### Prompt
Which lines of the entries contain the word "locked"? Please list them.

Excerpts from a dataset
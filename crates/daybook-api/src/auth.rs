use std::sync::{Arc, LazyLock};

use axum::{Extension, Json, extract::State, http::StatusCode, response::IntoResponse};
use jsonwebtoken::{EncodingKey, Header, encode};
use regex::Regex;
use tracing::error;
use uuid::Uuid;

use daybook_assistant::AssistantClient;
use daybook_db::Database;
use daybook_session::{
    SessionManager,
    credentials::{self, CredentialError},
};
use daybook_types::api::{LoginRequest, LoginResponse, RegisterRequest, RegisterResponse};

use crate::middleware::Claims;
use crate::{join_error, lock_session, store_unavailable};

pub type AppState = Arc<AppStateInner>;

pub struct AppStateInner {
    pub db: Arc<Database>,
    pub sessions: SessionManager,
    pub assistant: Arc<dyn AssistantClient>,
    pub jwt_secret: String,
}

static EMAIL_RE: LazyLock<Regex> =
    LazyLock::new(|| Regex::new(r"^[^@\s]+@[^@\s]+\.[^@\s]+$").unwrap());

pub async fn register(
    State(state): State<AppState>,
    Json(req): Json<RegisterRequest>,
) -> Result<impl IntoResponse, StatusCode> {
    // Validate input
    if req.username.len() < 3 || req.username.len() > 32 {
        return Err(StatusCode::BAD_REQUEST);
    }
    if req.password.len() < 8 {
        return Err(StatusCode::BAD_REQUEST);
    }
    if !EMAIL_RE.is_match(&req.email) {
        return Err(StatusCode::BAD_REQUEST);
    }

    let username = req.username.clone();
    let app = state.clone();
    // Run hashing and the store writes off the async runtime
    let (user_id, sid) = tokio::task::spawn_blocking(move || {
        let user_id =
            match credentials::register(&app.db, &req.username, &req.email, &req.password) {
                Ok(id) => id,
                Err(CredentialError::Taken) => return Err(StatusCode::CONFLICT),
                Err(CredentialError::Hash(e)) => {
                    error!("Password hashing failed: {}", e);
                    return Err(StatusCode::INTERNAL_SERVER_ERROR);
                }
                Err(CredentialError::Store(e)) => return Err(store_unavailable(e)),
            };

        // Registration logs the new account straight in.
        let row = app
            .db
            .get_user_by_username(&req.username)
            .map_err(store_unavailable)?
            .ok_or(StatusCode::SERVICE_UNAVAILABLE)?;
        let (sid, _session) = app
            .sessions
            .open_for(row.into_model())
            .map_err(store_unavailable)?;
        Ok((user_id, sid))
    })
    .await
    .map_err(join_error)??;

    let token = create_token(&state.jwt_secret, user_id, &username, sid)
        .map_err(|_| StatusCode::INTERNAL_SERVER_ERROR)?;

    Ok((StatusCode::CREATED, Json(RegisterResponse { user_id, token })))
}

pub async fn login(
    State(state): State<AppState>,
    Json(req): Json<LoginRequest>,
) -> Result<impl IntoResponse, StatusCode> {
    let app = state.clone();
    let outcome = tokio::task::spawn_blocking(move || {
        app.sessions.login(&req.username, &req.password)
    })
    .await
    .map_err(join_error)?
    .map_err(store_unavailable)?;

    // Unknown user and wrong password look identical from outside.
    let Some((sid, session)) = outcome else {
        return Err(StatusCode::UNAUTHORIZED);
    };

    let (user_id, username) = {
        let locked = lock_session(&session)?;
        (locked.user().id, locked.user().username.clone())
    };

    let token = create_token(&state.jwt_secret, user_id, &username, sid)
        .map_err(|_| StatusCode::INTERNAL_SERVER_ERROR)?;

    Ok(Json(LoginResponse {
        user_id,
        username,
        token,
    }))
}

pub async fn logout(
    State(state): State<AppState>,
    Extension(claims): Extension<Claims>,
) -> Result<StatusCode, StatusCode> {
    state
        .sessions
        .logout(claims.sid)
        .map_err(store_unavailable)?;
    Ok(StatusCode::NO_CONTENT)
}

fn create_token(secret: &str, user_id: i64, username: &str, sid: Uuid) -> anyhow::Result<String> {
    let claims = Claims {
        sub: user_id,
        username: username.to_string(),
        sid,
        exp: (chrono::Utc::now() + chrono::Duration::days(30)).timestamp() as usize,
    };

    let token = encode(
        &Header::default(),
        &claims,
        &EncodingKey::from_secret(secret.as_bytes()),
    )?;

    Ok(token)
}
--
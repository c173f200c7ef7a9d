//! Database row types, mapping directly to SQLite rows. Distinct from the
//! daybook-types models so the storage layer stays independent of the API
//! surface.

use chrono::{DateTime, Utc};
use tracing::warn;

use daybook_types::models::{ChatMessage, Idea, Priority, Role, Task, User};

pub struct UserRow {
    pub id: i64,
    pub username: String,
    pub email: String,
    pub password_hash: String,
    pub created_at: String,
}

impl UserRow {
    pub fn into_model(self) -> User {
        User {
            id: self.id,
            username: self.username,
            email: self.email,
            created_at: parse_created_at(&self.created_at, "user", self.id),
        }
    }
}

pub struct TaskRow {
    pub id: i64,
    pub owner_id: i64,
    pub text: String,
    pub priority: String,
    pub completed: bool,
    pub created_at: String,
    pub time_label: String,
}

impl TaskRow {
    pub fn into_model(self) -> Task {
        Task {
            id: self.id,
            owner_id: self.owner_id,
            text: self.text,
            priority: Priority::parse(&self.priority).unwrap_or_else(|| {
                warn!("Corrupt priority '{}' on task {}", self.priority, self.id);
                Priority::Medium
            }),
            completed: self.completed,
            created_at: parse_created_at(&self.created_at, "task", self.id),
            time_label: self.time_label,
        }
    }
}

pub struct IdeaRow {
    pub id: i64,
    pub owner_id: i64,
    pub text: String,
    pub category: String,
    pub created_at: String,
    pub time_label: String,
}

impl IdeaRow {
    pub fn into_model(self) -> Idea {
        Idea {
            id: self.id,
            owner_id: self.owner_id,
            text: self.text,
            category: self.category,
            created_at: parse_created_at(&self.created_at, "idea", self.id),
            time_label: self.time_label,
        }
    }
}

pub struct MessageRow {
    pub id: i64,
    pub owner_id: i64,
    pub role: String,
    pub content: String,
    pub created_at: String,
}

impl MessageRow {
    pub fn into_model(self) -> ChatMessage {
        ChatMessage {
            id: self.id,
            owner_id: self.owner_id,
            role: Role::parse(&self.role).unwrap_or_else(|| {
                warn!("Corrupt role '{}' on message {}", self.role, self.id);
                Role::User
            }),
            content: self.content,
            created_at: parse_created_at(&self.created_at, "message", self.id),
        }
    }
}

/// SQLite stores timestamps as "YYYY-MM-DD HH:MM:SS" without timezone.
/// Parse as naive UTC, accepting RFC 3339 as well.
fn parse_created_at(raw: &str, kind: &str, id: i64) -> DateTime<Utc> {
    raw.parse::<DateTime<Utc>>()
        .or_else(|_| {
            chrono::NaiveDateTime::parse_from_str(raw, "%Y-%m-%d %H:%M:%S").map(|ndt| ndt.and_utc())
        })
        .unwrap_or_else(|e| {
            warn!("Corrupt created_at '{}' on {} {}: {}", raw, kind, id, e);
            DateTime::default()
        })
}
--
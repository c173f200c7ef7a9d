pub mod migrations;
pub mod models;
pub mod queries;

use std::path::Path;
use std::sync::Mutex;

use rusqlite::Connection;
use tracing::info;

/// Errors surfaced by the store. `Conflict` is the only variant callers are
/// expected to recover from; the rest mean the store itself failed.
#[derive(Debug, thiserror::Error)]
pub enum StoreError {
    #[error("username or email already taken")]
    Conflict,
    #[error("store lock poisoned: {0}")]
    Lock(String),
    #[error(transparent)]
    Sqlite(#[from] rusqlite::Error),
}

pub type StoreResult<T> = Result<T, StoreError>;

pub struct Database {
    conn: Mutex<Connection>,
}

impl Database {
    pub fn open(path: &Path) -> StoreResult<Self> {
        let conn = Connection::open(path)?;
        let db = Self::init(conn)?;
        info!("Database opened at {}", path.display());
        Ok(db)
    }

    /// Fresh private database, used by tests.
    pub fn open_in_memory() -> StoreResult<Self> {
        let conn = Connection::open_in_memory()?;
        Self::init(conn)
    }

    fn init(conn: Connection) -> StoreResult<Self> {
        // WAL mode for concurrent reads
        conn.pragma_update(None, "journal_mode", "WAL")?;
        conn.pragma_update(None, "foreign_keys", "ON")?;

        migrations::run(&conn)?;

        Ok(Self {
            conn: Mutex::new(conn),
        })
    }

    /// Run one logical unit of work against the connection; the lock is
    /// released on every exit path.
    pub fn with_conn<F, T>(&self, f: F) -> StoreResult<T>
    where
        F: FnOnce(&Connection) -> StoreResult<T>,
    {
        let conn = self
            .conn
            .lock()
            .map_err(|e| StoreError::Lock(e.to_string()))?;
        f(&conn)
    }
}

### Task solution
        let locked = lock_session(&session)?;
        (locked.user().id, locked.user().username.clone())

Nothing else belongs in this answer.